Tidak terasa hampir satu tahun, saya kembali tinggal di ibu kota. bergelut dengan kemacetan dan akhir-akhir ini adalah banjir, sungguh sangat tidak bersahabat. saya tidak sedang menggerutu tentang banyaknya mobil di kota ini atau curah hujan yang tinggi, saya hanya ingin berbagi cerita tentang saya yang menjadi pejalan kaki.
Menjadi pejalan kaki di jakarta tidaklah mudah, penuh perjuangan. Bukan hanya karena asap kendaraan bermotor, namun juga karena hak pejalan kaki yang seringkali terampas. Sebut saja tentang trotoar, di banyak tempat trotoar ini telah beralih fungsi, dari menjadi tempat parkir kendaraan atau tempat berjualan para pedagang. Akibatnya, pejalan kaki kehilangan tempatnya, yang seharusnya dia dapat berjalan dengan tenang di tempat yang sudah disediakan menjadi berebutan dengan pemakai jalan yang lain.
Salah satu hal yang paling tidak menyenangkan adalah ketika menyeberangi jalan menggunakan zebra cross. Entah para pemakai jalan tidak memiliki sim atau tidak melihat adanya zebra cross, mereka menghentikan kendaraannya tepat di zebra cross atau bahkan melebihinya. sekali lagi perampasan hal pejalan kaki. tidak hanya itu saja, seringkali saya berteriak, karena beberapa pemakai jalan masih memacu kendaraannya ketika traffic lights berwarna merah. saya yakin, sebagian besar pengendara kendaraan itu adalah orang pintar yang memiliki ijazah paling tidak SMU, namun ternyata pemahaman berlalu lintasnya masih rendah. entah bagaimana mereka mendapatkan SIM.
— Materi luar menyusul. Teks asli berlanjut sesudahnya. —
#[cfg(test)]
mod tests {
    use super::*;
    use crate::components::popups::form::TAG_LIMIT_DEFAULT;
    use crate::components::popups::form::registry::{self, DYN_PRACTITIONERS};
    use crate::config::Config;
    use crossterm::event::KeyEventKind;

    fn key(code: KeyCode) -> KeyEvent {
        KeyEvent {
            code,
            modifiers: KeyModifiers::NONE,
            kind: KeyEventKind::Press,
            state: crossterm::event::KeyEventState::NONE,
        }
    }

    fn ctrl(c: char) -> KeyEvent {
        KeyEvent {
            code: KeyCode::Char(c),
            modifiers: KeyModifiers::CONTROL,
            kind: KeyEventKind::Press,
            state: crossterm::event::KeyEventState::NONE,
        }
    }

    fn app_state() -> State {
        State::new(&Config::default()).unwrap()
    }

    fn modal(entity: EntityKind) -> FormModal {
        FormModal::new(
            entity,
            registry::fields_for(entity),
            registry::accent_rule_for(entity),
        )
    }

    fn type_text(m: &mut FormModal, app: &mut State, text: &str) {
        for c in text.chars() {
            m.handle_key_events(key(KeyCode::Char(c)), app).unwrap();
        }
    }

    fn focus_field(m: &mut FormModal, app: &mut State, name: &str) {
        for _ in 0..m.fields().len() {
            if m.fields()[m.focused_index()].name == name {
                return;
            }
            m.handle_key_events(key(KeyCode::Down), app).unwrap();
        }
        panic!("no field named {name}");
    }

    fn unwrap_action(r: Option<EventResponse<Action>>) -> Action {
        match r {
            Some(EventResponse::Stop(a)) | Some(EventResponse::Continue(a)) => a,
            None => panic!("expected an action"),
        }
    }

    #[test]
    fn checkbox_toggle_emits_a_bool_never_a_string() {
        let mut app = app_state();
        let mut m = modal(EntityKind::Medication);
        focus_field(&mut m, &mut app, "active");
        let action = unwrap_action(m.handle_key_events(key(KeyCode::Enter), &mut app).unwrap());
        match action {
            Action::FieldEdited(change) => {
                assert_eq!(change.name, "active");
                assert_eq!(change.value, FieldValue::Bool(true));
            }
            other => panic!("unexpected action {other:?}"),
        }
        let action = unwrap_action(m.handle_key_events(key(KeyCode::Enter), &mut app).unwrap());
        match action {
            Action::FieldEdited(change) => assert_eq!(change.value, FieldValue::Bool(false)),
            other => panic!("unexpected action {other:?}"),
        }
    }

    #[test]
    fn number_clears_to_the_empty_string_not_nan() {
        let mut app = app_state();
        let mut m = modal(EntityKind::LabResult);
        focus_field(&mut m, &mut app, "value");

        m.handle_key_events(key(KeyCode::Enter), &mut app).unwrap();
        type_text(&mut m, &mut app, "12.5");
        let action = unwrap_action(m.handle_key_events(key(KeyCode::Enter), &mut app).unwrap());
        assert_eq!(
            action,
            Action::FieldEdited(FieldChange::new("value", FieldValue::Number(12.5)))
        );

        // Clear it again: empty string, not null and not NaN.
        m.handle_key_events(key(KeyCode::Enter), &mut app).unwrap();
        for _ in 0..4 {
            m.handle_key_events(key(KeyCode::Backspace), &mut app).unwrap();
        }
        let action = unwrap_action(m.handle_key_events(key(KeyCode::Enter), &mut app).unwrap());
        assert_eq!(
            action,
            Action::FieldEdited(FieldChange::new("value", FieldValue::empty()))
        );
    }

    #[test]
    fn number_editor_rejects_non_numeric_keystrokes() {
        let mut app = app_state();
        let mut m = modal(EntityKind::LabResult);
        focus_field(&mut m, &mut app, "value");
        m.handle_key_events(key(KeyCode::Enter), &mut app).unwrap();
        type_text(&mut m, &mut app, "1a2..b3");
        let action = unwrap_action(m.handle_key_events(key(KeyCode::Enter), &mut app).unwrap());
        assert_eq!(
            action,
            Action::FieldEdited(FieldChange::new("value", FieldValue::Number(12.3)))
        );
    }

    #[test]
    fn end_date_before_onset_is_rejected_at_commit() {
        let mut app = app_state();
        let mut m = modal(EntityKind::Condition);
        m.state_mut().set("onset_date", FieldValue::text("2024-01-10"));

        focus_field(&mut m, &mut app, "end_date");
        m.handle_key_events(key(KeyCode::Enter), &mut app).unwrap();
        type_text(&mut m, &mut app, "2024-01-05");
        let action = unwrap_action(m.handle_key_events(key(KeyCode::Enter), &mut app).unwrap());
        assert_eq!(action, Action::Update);
        assert!(m.edit_hint().unwrap().contains("2024-01-10"));
        assert_eq!(m.form_state().get("end_date"), None);

        // On or after the onset commits and normalizes.
        if let InteractMode::EditText(input) = &mut m.mode {
            *input = Input::new("2024-02-01".to_string());
        }
        let action = unwrap_action(m.handle_key_events(key(KeyCode::Enter), &mut app).unwrap());
        assert_eq!(
            action,
            Action::FieldEdited(FieldChange::new("end_date", FieldValue::text("2024-02-01")))
        );
    }

    #[test]
    fn rating_moves_in_half_steps_and_clears() {
        let mut app = app_state();
        let mut m = modal(EntityKind::Visit);
        focus_field(&mut m, &mut app, "satisfaction");

        let action = unwrap_action(m.handle_key_events(key(KeyCode::Right), &mut app).unwrap());
        assert_eq!(
            action,
            Action::FieldEdited(FieldChange::new("satisfaction", FieldValue::Number(0.5)))
        );
        for _ in 0..20 {
            m.handle_key_events(key(KeyCode::Right), &mut app).unwrap();
        }
        assert_eq!(
            m.form_state().get("satisfaction"),
            Some(&FieldValue::Number(5.0))
        );
        let action = unwrap_action(m.handle_key_events(key(KeyCode::Backspace), &mut app).unwrap());
        assert_eq!(
            action,
            Action::FieldEdited(FieldChange::new("satisfaction", FieldValue::empty()))
        );
    }

    #[test]
    fn select_cycles_with_left_right() {
        let mut app = app_state();
        let mut m = modal(EntityKind::Condition);
        focus_field(&mut m, &mut app, "status");
        let action = unwrap_action(m.handle_key_events(key(KeyCode::Right), &mut app).unwrap());
        assert_eq!(
            action,
            Action::FieldEdited(FieldChange::new("status", FieldValue::text("active")))
        );
        let action = unwrap_action(m.handle_key_events(key(KeyCode::Right), &mut app).unwrap());
        assert_eq!(
            action,
            Action::FieldEdited(FieldChange::new("status", FieldValue::text("remission")))
        );
    }

    #[test]
    fn loading_dynamic_field_refuses_interaction() {
        let mut app = app_state();
        app.loading.set(DYN_PRACTITIONERS, true);
        let mut m = modal(EntityKind::Medication);
        focus_field(&mut m, &mut app, "prescriber");
        let action = unwrap_action(m.handle_key_events(key(KeyCode::Enter), &mut app).unwrap());
        assert_eq!(action, Action::Update);
        assert!(matches!(m.mode(), InteractMode::Browse));
    }

    #[test]
    fn combobox_offers_create_only_without_an_exact_match() {
        let mut app = app_state();
        app.specialties.prime(vec!["Cardiology".into(), "Neurology".into()]);
        app.dynamic.insert(DYN_SPECIALTIES, app.specialties.options());

        let mut m = modal(EntityKind::Practitioner);
        focus_field(&mut m, &mut app, "specialty");
        m.handle_key_events(key(KeyCode::Enter), &mut app).unwrap();

        // Exact (case-insensitive) match: Enter selects, nothing is created.
        type_text(&mut m, &mut app, "cardiology");
        let action = unwrap_action(m.handle_key_events(key(KeyCode::Enter), &mut app).unwrap());
        assert_eq!(
            action,
            Action::FieldEdited(FieldChange::new("specialty", FieldValue::text("Cardiology")))
        );
        assert_eq!(app.specialties.entries().len(), 2);
    }

    #[test]
    fn combobox_create_emits_typed_text_and_grows_the_cache() {
        let mut app = app_state();
        app.specialties.prime(vec!["Cardiology".into()]);
        app.dynamic.insert(DYN_SPECIALTIES, app.specialties.options());

        let mut m = modal(EntityKind::Practitioner);
        focus_field(&mut m, &mut app, "specialty");
        m.handle_key_events(key(KeyCode::Enter), &mut app).unwrap();
        type_text(&mut m, &mut app, "Hepatology");
        let action = unwrap_action(m.handle_key_events(key(KeyCode::Enter), &mut app).unwrap());
        assert_eq!(
            action,
            Action::FieldEdited(FieldChange::new("specialty", FieldValue::text("Hepatology")))
        );
        assert!(app
            .specialties
            .entries()
            .iter()
            .any(|s| s == "Hepatology"));
        assert!(app
            .dynamic
            .get(DYN_SPECIALTIES)
            .iter()
            .any(|o| o.value == "Hepatology"));
    }

    #[test]
    fn tags_respect_the_limit_and_emit_whole_arrays() {
        let mut app = app_state();
        let mut m = modal(EntityKind::Allergy);
        focus_field(&mut m, &mut app, "triggers");

        m.handle_key_events(key(KeyCode::Enter), &mut app).unwrap();
        type_text(&mut m, &mut app, "pollen");
        let action = unwrap_action(m.handle_key_events(key(KeyCode::Enter), &mut app).unwrap());
        assert_eq!(
            action,
            Action::FieldEdited(FieldChange::new(
                "triggers",
                FieldValue::Tags(vec!["pollen".into()])
            ))
        );

        // Fill to the limit; the next entry is refused with a hint.
        for i in 0..TAG_LIMIT_DEFAULT - 1 {
            m.handle_key_events(key(KeyCode::Enter), &mut app).unwrap();
            type_text(&mut m, &mut app, &format!("tag{i}"));
            m.handle_key_events(key(KeyCode::Enter), &mut app).unwrap();
        }
        assert_eq!(
            m.form_state().get("triggers").and_then(|v| v.as_tags().map(<[String]>::len)),
            Some(TAG_LIMIT_DEFAULT)
        );
        m.handle_key_events(key(KeyCode::Enter), &mut app).unwrap();
        type_text(&mut m, &mut app, "one too many");
        m.handle_key_events(key(KeyCode::Enter), &mut app).unwrap();
        assert!(m.edit_hint().unwrap().contains("limit"));
    }

    #[test]
    fn submit_is_guarded_against_reentry() {
        let mut app = app_state();
        let mut m = modal(EntityKind::VitalSign);
        let first = m.handle_key_events(ctrl('s'), &mut app).unwrap();
        assert!(matches!(
            unwrap_action(first),
            Action::SubmitRecord { entity: EntityKind::VitalSign, .. }
        ));
        assert!(m.is_submitting());

        let second = unwrap_action(m.handle_key_events(ctrl('s'), &mut app).unwrap());
        assert_eq!(second, Action::Update);

        // Rejection re-enables and surfaces the errors.
        let next = m
            .update(
                Action::SubmitRejected {
                    field_errors: [("value".to_string(), "Result is required".to_string())].into(),
                    message: None,
                },
                &mut app,
            )
            .unwrap();
        assert_eq!(next, Some(Action::Update));
        assert!(!m.is_submitting());
        assert_eq!(
            m.form_state().field_errors.get("value").map(String::as_str),
            Some("Result is required")
        );

        // Resolution closes the popup.
        let first = m.handle_key_events(ctrl('s'), &mut app).unwrap();
        assert!(matches!(unwrap_action(first), Action::SubmitRecord { .. }));
        let next = m.update(Action::SubmitResolved, &mut app).unwrap();
        assert_eq!(next, Some(Action::ClosePopup));
    }

    #[test]
    fn submit_label_follows_editing_state() {
        let m = modal(EntityKind::Medication);
        assert_eq!(m.submit_label(), "Add Medication");
        let m = modal(EntityKind::Medication)
            .with_record(serde_json::json!({"name": "Metformin"}));
        assert_eq!(m.submit_label(), "Update Medication");
    }

    #[test]
    fn focus_skips_dividers() {
        let mut app = app_state();
        let mut m = modal(EntityKind::Practitioner);
        for _ in 0..m.fields().len() * 2 {
            assert!(m.fields()[m.focused_index()].kind.is_interactive());
            m.handle_key_events(key(KeyCode::Down), &mut app).unwrap();
        }
    }

    #[test]
    fn accent_tracks_the_severity_value() {
        let mut app = app_state();
        let mut m = modal(EntityKind::Allergy);
        assert_eq!(m.accent(), Accent::Default);
        focus_field(&mut m, &mut app, "severity");
        // Cycle to the last option: life_threatening.
        for _ in 0..4 {
            m.handle_key_events(key(KeyCode::Right), &mut app).unwrap();
        }
        assert_eq!(m.form_state().text("severity"), "life_threatening");
        assert_eq!(m.accent(), Accent::Critical);
    }
}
pernah juga suatu ketika, sehabis hujan kala itu dan saya berjalan di trotoar, sebuah mobil dengan kejamnya memacu kecepatan ketika melintasi jalan, termasuk dengan genangan. alhasil basahlah saya dengan cipratan air tersebut.
sungguh saya merindukan bagaimana dihargainya pejalan kaki, bukan hanya dari trotoar yang bebas hambatan, tetapi juga saling menghargai antara pemakai jalan.